In comparison to the advances made in the fields of genomics and proteomics, glycoscience remains relatively understudied, which is due to a lack of the analytical tools needed to drive the field forward2. In this regard, glycoscience is similar to where the field of genetics was during the initial stages of the human genome project2. Mass spectrometry (MS)-based technologies remain very appealing for glycan biomarker research because glycans are ionizable molecules. Also, the potential to accurately profile and quantitate thousands of glycan structures from a relatively small amount of starting material (e.g. 2 µl of serum) makes glycans superior to other molecules traditionally used as biomarkers of human diseases. For example, a site-specific glycoprofiling method could theoretically increase the accuracy of a serum protein biomarker by subdividing it into its different glycoforms.

With the goal of deploying glycan biomarkers clinically, we have developed Multiple Reaction Monitoring (MRM) to site-specifically characterize the human glycome in a rapid and reproducible fashion17. Although MRM MS is mainly used in the fields of metabolomics and proteomics18,19,20,21, its high sensitivity and linear response over a wide dynamic range makes it especially suited for glycan detection22. Herein, we employ MRM MS to construct a detailed site-specific structural map of the human plasma glycome of healthy individuals and to characterize the glycans’ inter- and intra-molecular correlations. Glycan alterations associated with age and gender (common covariants in biomarker research and discovery) were also identified and multi-analyte classifiers capable of predicting age were constructed and validated.

Results

Site-specific map of the serum glycome in healthy volunteers

With knowledge of the retention times and collision induced dissociation (CID) behavior of the most abundant serum glycoforms17,23 (Table S1), we characterized the relative abundance of 159 glycopeptides (Figs. S1 and S2) within the serum of 97 healthy volunteers with no known history of thyroid disease, cancer, autoimmunity, or other major medical problem. For each glycoprotein, a robustly quantified non-glycosylated peptide (Fig. S1 and S2) was used as an internal reference for calculating each glycoform’s relative abundance. Trypsin-digested protein standards were used to calculate each protein’s absolute abundance. In total, 159 unique glycopeptides were simultaneously monitored (Table S1 and S3) and a site-specific map of the most abundant glycoforms in the human plasma glycome was constructed (Fig. 1).

Figure 1
figure 1

Site-specific map of the human serum glycome. The major glycans occurring at the glycosylations sites of the 17 most common serum glycoproteins are presented. When present, the sites of glycosylation (first of the two numbers) are as indicated in UNIPROT. When there is no position indicated, the glycosylation occurs at the immunoglobulin constant heavy chain domain 2 (CH2)-84.4 glycosylation site (IMGT numbering system). Glycan structures are presented as a four digit code where the first numeral represents the total number of mannose and galactose residues combined, the second represents the total number of N-acetylglucosamine residues, the third numeral corresponds to the number of fucose residues, and the final numeral is the number of sialic acid moieties. On the right side of each diagram is the log of the relative abundances of the glycans presented as box-and-whisker plots. The left and right bars connected to each box indicate the boundaries of the normal distribution and the left and right box edges mark the first and third quartile boundaries within each distribution. The bold line within the box indicates the median value of the distribution. On the left of each diagram are the square of the intra-protein Pearson Product Moment Correlation Coefficients (PPMCCs) for connected glycan pair.

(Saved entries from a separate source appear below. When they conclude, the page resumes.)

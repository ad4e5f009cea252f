//! A bounded worker pool that retrieves values by key, one request per key.

use std::collections::HashSet;
use std::fmt::Debug;
use std::hash::Hash;
use std::sync::{Arc, Mutex, PoisonError};
use std::thread::JoinHandle;

use serde::{Deserialize, Serialize};

use crate::error::{Error, Result};

/// Receives the outcome of a retrieval. Called from worker threads, except
/// for rejections which are reported on the requesting thread.
pub trait RetrieverCallback<K, V>: Send + Sync {
    fn retrieval_succeeded(&self, key: &K, value: V);

    fn retrieval_failed(&self, key: &K, error: &Error);

    fn retrieval_rejected(&self, key: &K, reason: &str);
}

/// Produces a value for a key. Runs on a worker thread.
pub type FetchFn<K, O, V> = Arc<dyn Fn(&K, &O) -> Result<V> + Send + Sync>;

/// What [`Retriever::retrieve`] did with a request.
#[derive(Debug, Clone, Copy, PartialEq, Eq)]
pub enum RetrievalStatus {
    /// A worker will retrieve the key.
    Scheduled,
    /// A retrieval for the key is already in flight.
    Coalesced,
    /// The queue is saturated; the callback was told why.
    Rejected,
}

#[derive(Debug, Clone, Copy, PartialEq, Eq, Serialize, Deserialize)]
#[serde(default)]
pub struct RetrieverConfig {
    /// Number of worker threads.
    pub workers: usize,
    /// Maximum retrievals queued or running at once.
    pub max_simultaneous: usize,
}

impl Default for RetrieverConfig {
    fn default() -> Self {
        Self {
            workers: 4,
            max_simultaneous: 8,
        }
    }
}

struct Job<K, O, V> {
    key: K,
    options: O,
    callback: Arc<dyn RetrieverCallback<K, V>>,
}

/// Retrieves values on background threads, coalescing requests by key.
pub struct Retriever<K, O, V> {
    sender: async_channel::Sender<Job<K, O, V>>,
    pending: Arc<Mutex<HashSet<K>>>,
    max_simultaneous: usize,
    workers: Vec<JoinHandle<()>>,
}

impl<K, O, V> Retriever<K, O, V>
where
    K: Eq + Hash + Clone + Debug + Send + 'static,
    O: Send + 'static,
    V: Send + 'static,
{
    #[must_use]
    pub fn new(config: RetrieverConfig, fetch: FetchFn<K, O, V>) -> Self {
        let max_simultaneous = config.max_simultaneous.max(1);
        let (sender, receiver) = async_channel::bounded::<Job<K, O, V>>(max_simultaneous);
        let pending = Arc::new(Mutex::new(HashSet::new()));

        let workers = (0..config.workers.max(1))
            .filter_map(|index| {
                let receiver = receiver.clone();
                let pending = Arc::clone(&pending);
                let fetch = Arc::clone(&fetch);
                std::thread::Builder::new()
                    .name(format!("globeframe-retriever-{index}"))
                    .spawn(move || worker_loop(&receiver, &pending, &fetch))
                    .inspect_err(|e| tracing::error!("Failed to spawn retrieval worker: {e}"))
                    .ok()
            })
            .collect();

        Self {
            sender,
            pending,
            max_simultaneous,
            workers,
        }
    }

    /// Request a value. At most one retrieval per key is in flight.
    pub fn retrieve(
        &self,
        key: K,
        options: O,
        callback: Arc<dyn RetrieverCallback<K, V>>,
    ) -> RetrievalStatus {
        let mut pending = self.pending.lock().unwrap_or_else(PoisonError::into_inner);
        if pending.contains(&key) {
            return RetrievalStatus::Coalesced;
        }
        if pending.len() >= self.max_simultaneous {
            drop(pending);
            callback.retrieval_rejected(&key, "too many simultaneous retrievals");
            return RetrievalStatus::Rejected;
        }
        pending.insert(key.clone());
        let job = Job {
            key: key.clone(),
            options,
            callback: Arc::clone(&callback),
        };
        if let Err(e) = self.sender.try_send(job) {
            pending.remove(&key);
            drop(pending);
            let reason = if e.is_closed() {
                "retriever is shut down"
            } else {
                "retrieval queue is full"
            };
            callback.retrieval_rejected(&key, reason);
            return RetrievalStatus::Rejected;
        }
        RetrievalStatus::Scheduled
    }

    #[must_use]
    pub fn is_pending(&self, key: &K) -> bool {
        self.pending
            .lock()
            .unwrap_or_else(PoisonError::into_inner)
            .contains(key)
    }

    #[must_use]
    pub fn pending_count(&self) -> usize {
        self.pending
            .lock()
            .unwrap_or_else(PoisonError::into_inner)
            .len()
    }
}

impl<K, O, V> Drop for Retriever<K, O, V> {
    fn drop(&mut self) {
        self.sender.close();
        for worker in self.workers.drain(..) {
            if worker.join().is_err() {
                tracing::warn!("Retrieval worker panicked");
            }
        }
    }
}

fn worker_loop<K, O, V>(
    receiver: &async_channel::Receiver<Job<K, O, V>>,
    pending: &Mutex<HashSet<K>>,
    fetch: &FetchFn<K, O, V>,
) where
    K: Eq + Hash + Debug,
{
    while let Ok(job) = receiver.recv_blocking() {
        match fetch(&job.key, &job.options) {
            Ok(value) => job.callback.retrieval_succeeded(&job.key, value),
            Err(e) => job.callback.retrieval_failed(&job.key, &e),
        }
        // Released after the callback so a concurrent request either sees the
        // stored result or the pending key.
        pending
            .lock()
            .unwrap_or_else(PoisonError::into_inner)
            .remove(&job.key);
    }
}

#[cfg(test)]
mod tests {
    use std::sync::atomic::{AtomicUsize, Ordering};
    use std::sync::mpsc;
    use std::time::Duration;

    use super::*;

    #[derive(Default)]
    struct Recorder {
        succeeded: Mutex<Vec<(String, usize)>>,
        failed: Mutex<Vec<String>>,
        rejected: Mutex<Vec<String>>,
        done: Mutex<Option<mpsc::Sender<()>>>,
    }

    impl Recorder {
        fn notify(&self) {
            if let Some(done) = self.done.lock().unwrap().as_ref() {
                let _ = done.send(());
            }
        }
    }

    impl RetrieverCallback<String, usize> for Recorder {
        fn retrieval_succeeded(&self, key: &String, value: usize) {
            self.succeeded.lock().unwrap().push((key.clone(), value));
            self.notify();
        }

        fn retrieval_failed(&self, key: &String, _error: &Error) {
            self.failed.lock().unwrap().push(key.clone());
            self.notify();
        }

        fn retrieval_rejected(&self, key: &String, _reason: &str) {
            self.rejected.lock().unwrap().push(key.clone());
        }
    }

    /// A fetch that blocks until released and counts calls.
    fn gated_fetch(
        calls: Arc<AtomicUsize>,
    ) -> (FetchFn<String, (), usize>, async_channel::Sender<()>) {
        let (release_tx, release_rx) = async_channel::unbounded::<()>();
        let fetch: FetchFn<String, (), usize> = Arc::new(move |key: &String, _: &()| {
            calls.fetch_add(1, Ordering::SeqCst);
            let _ = release_rx.recv_blocking();
            if key.starts_with("bad") {
                Err(Error::Retrieval {
                    key: key.clone(),
                    message: "broken".to_string(),
                })
            } else {
                Ok(key.len())
            }
        });
        (fetch, release_tx)
    }

    #[test]
    fn test_duplicate_requests_are_coalesced() {
        let calls = Arc::new(AtomicUsize::new(0));
        let (fetch, release) = gated_fetch(Arc::clone(&calls));
        let retriever = Retriever::new(RetrieverConfig::default(), fetch);
        let (done_tx, done_rx) = mpsc::channel();
        let recorder = Arc::new(Recorder::default());
        *recorder.done.lock().unwrap() = Some(done_tx);

        // Request the same key twice before the first completes.
        let status = retriever.retrieve("tile".to_string(), (), recorder.clone());
        assert_eq!(status, RetrievalStatus::Scheduled);
        let status = retriever.retrieve("tile".to_string(), (), recorder.clone());
        assert_eq!(status, RetrievalStatus::Coalesced);
        assert!(retriever.is_pending(&"tile".to_string()));

        release.send_blocking(()).unwrap();
        done_rx.recv_timeout(Duration::from_secs(5)).unwrap();
        drop(retriever);

        assert_eq!(calls.load(Ordering::SeqCst), 1);
        assert_eq!(
            *recorder.succeeded.lock().unwrap(),
            vec![("tile".to_string(), 4)]
        );
        assert!(recorder.rejected.lock().unwrap().is_empty());
    }

    #[test]
    fn test_saturated_queue_rejects() {
        let calls = Arc::new(AtomicUsize::new(0));
        let (fetch, release) = gated_fetch(Arc::clone(&calls));
        let config = RetrieverConfig {
            workers: 1,
            max_simultaneous: 1,
        };
        let retriever = Retriever::new(config, fetch);
        let recorder = Arc::new(Recorder::default());

        assert_eq!(
            retriever.retrieve("a".to_string(), (), recorder.clone()),
            RetrievalStatus::Scheduled
        );
        assert_eq!(
            retriever.retrieve("b".to_string(), (), recorder.clone()),
            RetrievalStatus::Rejected
        );
        assert_eq!(*recorder.rejected.lock().unwrap(), vec!["b".to_string()]);

        release.send_blocking(()).unwrap();
        drop(retriever);
        assert_eq!(calls.load(Ordering::SeqCst), 1);
    }

    #[test]
    fn test_failure_reaches_callback_and_clears_pending() {
        let calls = Arc::new(AtomicUsize::new(0));
        let (fetch, release) = gated_fetch(Arc::clone(&calls));
        let retriever = Retriever::new(RetrieverConfig::default(), fetch);
        let (done_tx, done_rx) = mpsc::channel();
        let recorder = Arc::new(Recorder::default());
        *recorder.done.lock().unwrap() = Some(done_tx);

        retriever.retrieve("bad-key".to_string(), (), recorder.clone());
        release.send_blocking(()).unwrap();
        done_rx.recv_timeout(Duration::from_secs(5)).unwrap();
        drop(retriever);

        assert_eq!(*recorder.failed.lock().unwrap(), vec!["bad-key".to_string()]);
    }
}
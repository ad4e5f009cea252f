//! Cross-thread messages to the driver thread and the host callbacks that
//! deliver them.

use std::sync::Arc;
use std::sync::atomic::{AtomicBool, Ordering};

use crate::geom::Viewport;

/// Requests marshalled onto the driver thread.
#[derive(Debug, Clone, Copy, PartialEq, Eq)]
pub enum DriverMessage {
    RequestRedraw,
    /// Drop every cached resource, such as after the GPU context was lost.
    ClearCache,
    /// The drawing surface now covers `viewport`.
    SetViewport(Viewport),
    SurfaceDestroyed,
}

/// Callbacks into the windowing host.
///
/// The host owns the driver and GPU threads and decides when each runs.
pub trait SurfaceHost: Send + Sync {
    /// Schedule a call to `FrameRenderer::consume_frame` on the GPU thread.
    fn request_render(&self);

    /// Start calling `FrameDriver::on_display_refresh` once per display
    /// refresh.
    fn register_redraw(&self);

    /// Stop the per-refresh calls started by [`Self::register_redraw`].
    fn unregister_redraw(&self);

    /// Wake the driver thread so it calls `FrameDriver::process_messages`.
    fn post_to_driver(&self);
}

/// A host that ignores every callback, for hosts that poll instead.
#[derive(Debug, Clone, Copy, Default)]
pub struct PollingHost;

impl SurfaceHost for PollingHost {
    fn request_render(&self) {}

    fn register_redraw(&self) {}

    fn unregister_redraw(&self) {}

    fn post_to_driver(&self) {}
}

/// Sends messages to the driver thread from any thread.
#[derive(Clone)]
pub struct RedrawHandle {
    sender: async_channel::Sender<DriverMessage>,
    redraw_queued: Arc<AtomicBool>,
    host: Arc<dyn SurfaceHost>,
}

impl std::fmt::Debug for RedrawHandle {
    fn fmt(&self, f: &mut std::fmt::Formatter<'_>) -> std::fmt::Result {
        f.debug_struct("RedrawHandle")
            .field("redraw_queued", &self.redraw_queued.load(Ordering::Relaxed))
            .finish_non_exhaustive()
    }
}

impl RedrawHandle {
    pub(crate) fn new(
        sender: async_channel::Sender<DriverMessage>,
        host: Arc<dyn SurfaceHost>,
    ) -> Self {
        Self {
            sender,
            redraw_queued: Arc::new(AtomicBool::new(false)),
            host,
        }
    }

    /// Ask for a redraw. Requests made before the driver handles the first
    /// one collapse into it.
    pub fn request_redraw(&self) {
        if !self.redraw_queued.swap(true, Ordering::AcqRel) {
            self.send(DriverMessage::RequestRedraw);
        }
    }

    pub fn clear_cache(&self) {
        self.send(DriverMessage::ClearCache);
    }

    pub(crate) fn set_viewport(&self, viewport: Viewport) {
        self.send(DriverMessage::SetViewport(viewport));
    }

    pub(crate) fn surface_destroyed(&self) {
        self.send(DriverMessage::SurfaceDestroyed);
    }

    /// Called by the driver before it handles a redraw request.
    pub(crate) fn acknowledge_redraw(&self) {
        self.redraw_queued.store(false, Ordering::Release);
    }

    fn send(&self, message: DriverMessage) {
        if self.sender.try_send(message).is_err() {
            tracing::debug!("Driver is gone, dropping {message:?}");
            return;
        }
        self.host.post_to_driver();
    }
}
//! The two views of a frame: assembly on the driver thread and submission on
//! the GPU thread.

use std::sync::Arc;

use glam::{DMat4, DVec2};

use crate::geom::{Globe, Ray, Viewport};
use crate::pick::{MAX_PICK_IDENTIFIER, PickedObject};
use crate::resource::RenderResourceCache;
use crate::terrain::TerrainGeometry;

use super::device::RenderDevice;
use super::drawable::Drawable;
use super::frame::Frame;
use super::view::ViewState;

/// Assembly-time state: the camera and globe, the terrain, a handle to the
/// resource cache, and the frame whose queues are being filled.
pub struct RenderContext<'a> {
    pub view: ViewState,
    pub resources: Arc<RenderResourceCache>,
    pub terrain: TerrainGeometry,
    /// Display name of the layer being rendered.
    pub current_layer: Option<String>,
    frame: &'a mut Frame,
    next_pick_id: u32,
    redraw_requested: bool,
}

impl<'a> RenderContext<'a> {
    /// Start assembling `frame`. For pick frames the culling frustum is
    /// narrowed to the pick viewport.
    pub fn new(view: ViewState, resources: Arc<RenderResourceCache>, frame: &'a mut Frame) -> Self {
        let view = match &frame.pick {
            Some(pick) => view.with_pick_viewport(&pick.viewport),
            None => view,
        };
        frame.viewport = view.viewport;
        frame.modelview = view.modelview;
        frame.projection = view.projection;
        frame.modelview_projection = view.modelview_projection;
        Self {
            view,
            resources,
            terrain: TerrainGeometry::default(),
            current_layer: None,
            frame,
            next_pick_id: 1,
            redraw_requested: false,
        }
    }

    #[must_use]
    pub fn globe(&self) -> &Globe {
        &self.view.globe
    }

    #[must_use]
    pub fn is_pick_mode(&self) -> bool {
        self.frame.pick.is_some()
    }

    #[must_use]
    pub fn pick_viewport(&self) -> Option<Viewport> {
        self.frame.pick.as_ref().map(|pick| pick.viewport)
    }

    /// The pick pixel center in window coordinates, for point picks.
    #[must_use]
    pub fn pick_point(&self) -> Option<DVec2> {
        self.frame.pick_point()
    }

    #[must_use]
    pub fn pick_ray(&self) -> Option<Ray> {
        self.frame.pick.as_ref().and_then(|pick| pick.ray)
    }

    /// A pick identifier unique within this frame.
    ///
    /// Returns `None` once the 24-bit identifier space is exhausted.
    pub fn next_pick_id(&mut self) -> Option<u32> {
        if self.next_pick_id > MAX_PICK_IDENTIFIER {
            tracing::warn!("Pick identifiers exhausted; remaining objects are not pickable");
            return None;
        }
        let id = self.next_pick_id;
        self.next_pick_id += 1;
        Some(id)
    }

    pub fn offer_picked_object(&mut self, object: PickedObject) {
        self.frame.picked_objects.offer(object);
    }

    /// Enqueue a drawable that drapes the globe surface, ordered by `z_order`.
    pub fn offer_surface_drawable(&mut self, drawable: Box<dyn Drawable>, z_order: f64) {
        self.frame.surface_drawables.offer(drawable, z_order);
    }

    /// Enqueue a screen-space drawable, drawn back to front by `depth`.
    pub fn offer_screen_drawable(&mut self, drawable: Box<dyn Drawable>, depth: f64) {
        self.frame.screen_drawables.offer(drawable, depth);
    }

    #[must_use]
    pub fn surface_drawable_count(&self) -> usize {
        self.frame.surface_drawables.len()
    }

    #[must_use]
    pub fn screen_drawable_count(&self) -> usize {
        self.frame.screen_drawables.len()
    }

    #[must_use]
    pub fn picked_object_count(&self) -> usize {
        self.frame.picked_objects.len()
    }

    pub fn sort_drawables(&mut self) {
        self.frame.surface_drawables.sort();
        self.frame.screen_drawables.sort();
    }

    /// Ask for another frame once this one is done, such as when content is
    /// still animating.
    pub fn request_redraw(&mut self) {
        self.redraw_requested = true;
    }

    #[must_use]
    pub fn redraw_requested(&self) -> bool {
        self.redraw_requested
    }
}

/// Submission-time state: the device, the frame's matrices and viewport, and
/// the pick rectangle. Holds no geographic state.
pub struct DrawContext<'a> {
    pub device: &'a mut dyn RenderDevice,
    pub viewport: Viewport,
    pub modelview_projection: DMat4,
    pub pick_viewport: Option<Viewport>,
}

impl<'a> DrawContext<'a> {
    #[must_use]
    pub fn new(device: &'a mut dyn RenderDevice, viewport: Viewport) -> Self {
        Self {
            device,
            viewport,
            modelview_projection: DMat4::IDENTITY,
            pick_viewport: None,
        }
    }

    /// A context for submitting `frame`.
    #[must_use]
    pub fn for_frame(device: &'a mut dyn RenderDevice, frame: &Frame) -> Self {
        Self {
            device,
            viewport: frame.viewport,
            modelview_projection: frame.modelview_projection,
            pick_viewport: frame.pick.as_ref().map(|pick| pick.viewport),
        }
    }

    #[must_use]
    pub fn is_pick_mode(&self) -> bool {
        self.pick_viewport.is_some()
    }
}
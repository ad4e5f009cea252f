//! Layers: the ordered units of content a scene renders.

mod renderable;
mod tiled;

pub use renderable::{Marker, Renderable, RenderableLayer};
pub use tiled::TiledImageLayer;

use crate::error::Result;
use crate::render::RenderContext;

/// Content that assembles drawables for a frame.
pub trait Layer: Send {
    fn display_name(&self) -> &str;

    fn is_enabled(&self) -> bool {
        true
    }

    /// Whether the layer takes part in pick frames.
    fn is_pick_enabled(&self) -> bool {
        true
    }

    /// Enqueue this layer's drawables. Runs on the driver thread.
    fn render(&mut self, rc: &mut RenderContext<'_>) -> Result<()>;
}

/// An ordered list of layers, rendered first to last.
#[derive(Default)]
pub struct LayerList {
    layers: Vec<Box<dyn Layer>>,
}

impl LayerList {
    #[must_use]
    pub fn new() -> Self {
        Self::default()
    }

    pub fn add_layer(&mut self, layer: Box<dyn Layer>) {
        self.layers.push(layer);
    }

    /// Insert a layer at `index`, or at the end when `index` is past it.
    pub fn insert_layer(&mut self, index: usize, layer: Box<dyn Layer>) {
        let index = index.min(self.layers.len());
        self.layers.insert(index, layer);
    }

    pub fn remove_layer(&mut self, index: usize) -> Option<Box<dyn Layer>> {
        (index < self.layers.len()).then(|| self.layers.remove(index))
    }

    /// Index of the first layer with the given display name.
    #[must_use]
    pub fn index_of_name(&self, name: &str) -> Option<usize> {
        self.layers.iter().position(|layer| layer.display_name() == name)
    }

    #[must_use]
    pub fn layer(&self, index: usize) -> Option<&dyn Layer> {
        self.layers.get(index).map(AsRef::as_ref)
    }

    pub fn layer_mut(&mut self, index: usize) -> Option<&mut (dyn Layer + 'static)> {
        self.layers.get_mut(index).map(AsMut::as_mut)
    }

    #[must_use]
    pub fn len(&self) -> usize {
        self.layers.len()
    }

    #[must_use]
    pub fn is_empty(&self) -> bool {
        self.layers.is_empty()
    }

    pub fn iter(&self) -> impl Iterator<Item = &dyn Layer> {
        self.layers.iter().map(AsRef::as_ref)
    }

    pub fn iter_mut(&mut self) -> impl Iterator<Item = &mut (dyn Layer + 'static)> {
        self.layers.iter_mut().map(AsMut::as_mut)
    }
}

impl std::fmt::Debug for LayerList {
    fn fmt(&self, f: &mut std::fmt::Formatter<'_>) -> std::fmt::Result {
        f.debug_list()
            .entries(self.layers.iter().map(|layer| layer.display_name()))
            .finish()
    }
}
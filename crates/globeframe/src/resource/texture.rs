//! GPU textures created lazily on the render thread.

use std::fmt;
use std::sync::{Arc, Mutex, PoisonError};

use glam::{DMat3, DVec3};

use crate::error::{Error, Result};
use crate::render::{RenderDevice, TextureId};

use super::{ImageData, ImageOptions};

#[derive(Debug, Default)]
struct TextureState {
    id: Option<TextureId>,
    released: bool,
}

/// An image destined for the GPU.
///
/// The GPU handle is created on first [`Texture::bind`] and deleted by
/// [`Texture::release`], both of which only run on the GPU thread. Assembly
/// code on the driver thread only reads the immutable parts.
pub struct Texture {
    image: Arc<ImageData>,
    options: ImageOptions,
    byte_count: usize,
    tex_coord_transform: DMat3,
    state: Mutex<TextureState>,
}

impl fmt::Debug for Texture {
    fn fmt(&self, f: &mut fmt::Formatter<'_>) -> fmt::Result {
        f.debug_struct("Texture")
            .field("width", &self.image.width)
            .field("height", &self.image.height)
            .field("byte_count", &self.byte_count)
            .field("id", &self.texture_id())
            .finish_non_exhaustive()
    }
}

impl Texture {
    #[must_use]
    pub fn new(image: Arc<ImageData>, options: ImageOptions) -> Self {
        let byte_count = image.width as usize * image.height as usize * 4;
        // Images are stored top row first; geographic texture coordinates put
        // t = 0 at the southern edge.
        let tex_coord_transform = DMat3::from_cols(
            DVec3::new(1.0, 0.0, 0.0),
            DVec3::new(0.0, -1.0, 0.0),
            DVec3::new(0.0, 1.0, 1.0),
        );
        Self {
            image,
            options,
            byte_count,
            tex_coord_transform,
            state: Mutex::new(TextureState::default()),
        }
    }

    #[must_use]
    pub fn image(&self) -> &Arc<ImageData> {
        &self.image
    }

    #[must_use]
    pub fn options(&self) -> &ImageOptions {
        &self.options
    }

    /// Approximate GPU memory used by the texture.
    #[must_use]
    pub fn byte_count(&self) -> usize {
        self.byte_count
    }

    /// Maps texture coordinates with the origin at the lower-left corner onto
    /// image coordinates.
    #[must_use]
    pub fn tex_coord_transform(&self) -> &DMat3 {
        &self.tex_coord_transform
    }

    #[must_use]
    pub fn texture_id(&self) -> Option<TextureId> {
        self.state.lock().unwrap_or_else(PoisonError::into_inner).id
    }

    #[must_use]
    pub fn is_released(&self) -> bool {
        self.state
            .lock()
            .unwrap_or_else(PoisonError::into_inner)
            .released
    }

    /// Return the GPU handle, uploading the image on first use.
    pub fn bind(&self, device: &mut dyn RenderDevice) -> Result<TextureId> {
        let mut state = self.state.lock().unwrap_or_else(PoisonError::into_inner);
        if state.released {
            return Err(Error::device("bind", "texture has been released"));
        }
        if let Some(id) = state.id {
            return Ok(id);
        }
        let id = device.create_texture(&self.image, &self.options)?;
        state.id = Some(id);
        Ok(id)
    }

    /// Delete the GPU handle. The texture cannot be bound afterwards.
    pub fn release(&self, device: &mut dyn RenderDevice) {
        let mut state = self.state.lock().unwrap_or_else(PoisonError::into_inner);
        if let Some(id) = state.id.take() {
            device.delete_texture(id);
        }
        state.released = true;
    }

    /// Forget the GPU handle without deleting it, after the context was lost.
    pub(crate) fn abandon(&self) {
        let mut state = self.state.lock().unwrap_or_else(PoisonError::into_inner);
        state.id = None;
        state.released = true;
    }
}

#[cfg(test)]
mod tests {
    use glam::DVec2;

    use super::*;
    use crate::render::SoftwareDevice;

    #[test]
    fn test_bind_creates_once_and_release_deletes() {
        let mut device = SoftwareDevice::new(4, 4);
        let texture = Texture::new(
            Arc::new(ImageData::solid(2, 2, [1, 1, 1, 255])),
            ImageOptions::default(),
        );
        assert_eq!(texture.byte_count(), 16);
        assert!(texture.texture_id().is_none());

        let first = texture.bind(&mut device).unwrap();
        let second = texture.bind(&mut device).unwrap();
        assert_eq!(first, second);
        assert_eq!(device.texture_count(), 1);

        texture.release(&mut device);
        assert_eq!(device.texture_count(), 0);
        assert!(texture.is_released());
        assert!(texture.bind(&mut device).is_err());
    }

    #[test]
    fn test_abandon_skips_device() {
        let mut device = SoftwareDevice::new(4, 4);
        let texture = Texture::new(
            Arc::new(ImageData::solid(1, 1, [0; 4])),
            ImageOptions::default(),
        );
        texture.bind(&mut device).unwrap();
        texture.abandon();
        assert!(texture.texture_id().is_none());
        // The stale handle is left for the lost context to discard.
        assert_eq!(device.texture_count(), 1);
    }

    #[test]
    fn test_tex_coord_transform_flips_vertically() {
        let texture = Texture::new(
            Arc::new(ImageData::solid(1, 1, [0; 4])),
            ImageOptions::default(),
        );
        let m = texture.tex_coord_transform();
        let southwest = *m * DVec3::new(0.0, 0.0, 1.0);
        let northeast = *m * DVec3::new(1.0, 1.0, 1.0);
        assert_eq!(southwest.truncate(), DVec2::new(0.0, 1.0));
        assert_eq!(northeast.truncate(), DVec2::new(1.0, 0.0));
    }
}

Intra- and Inter-protein glycan association

Having calculated the relative contribution of each glycopeptide that make up the bulk of the plasma glycome (Fig. 1), we next sought to characterize their inter- and intra-protein relationships (i.e. determine how the presence of one glycan at a particular site correlates with the expression of other glycans at that site and at distant sites within the same or different glycoprotein). For this analysis, we calculated Pearson product-moment correlation coefficients (PPMCCs) for all possible analyte pairs (Figs. 1, 2 and Data File S1). This analysis revealed several distinct types of inter- and intra-protein glycan relationships.

Figure 2
figure 2

Intra-and inter-protein glycan associations. Log relative abundances for individual glycan pairs were graphed, and correlations were determined using Pearson Product Moment Correlation Coefficients (PPMCCs), which is abbreviated as “r”. (AD) are intra-protein correlations. (E) represents inter-protein glycan correlations. (F) represents protein-glycan correlations. (A comprehensive list of all pairwise correlations between monitored analytes can be found in Data File S1) (n = 97).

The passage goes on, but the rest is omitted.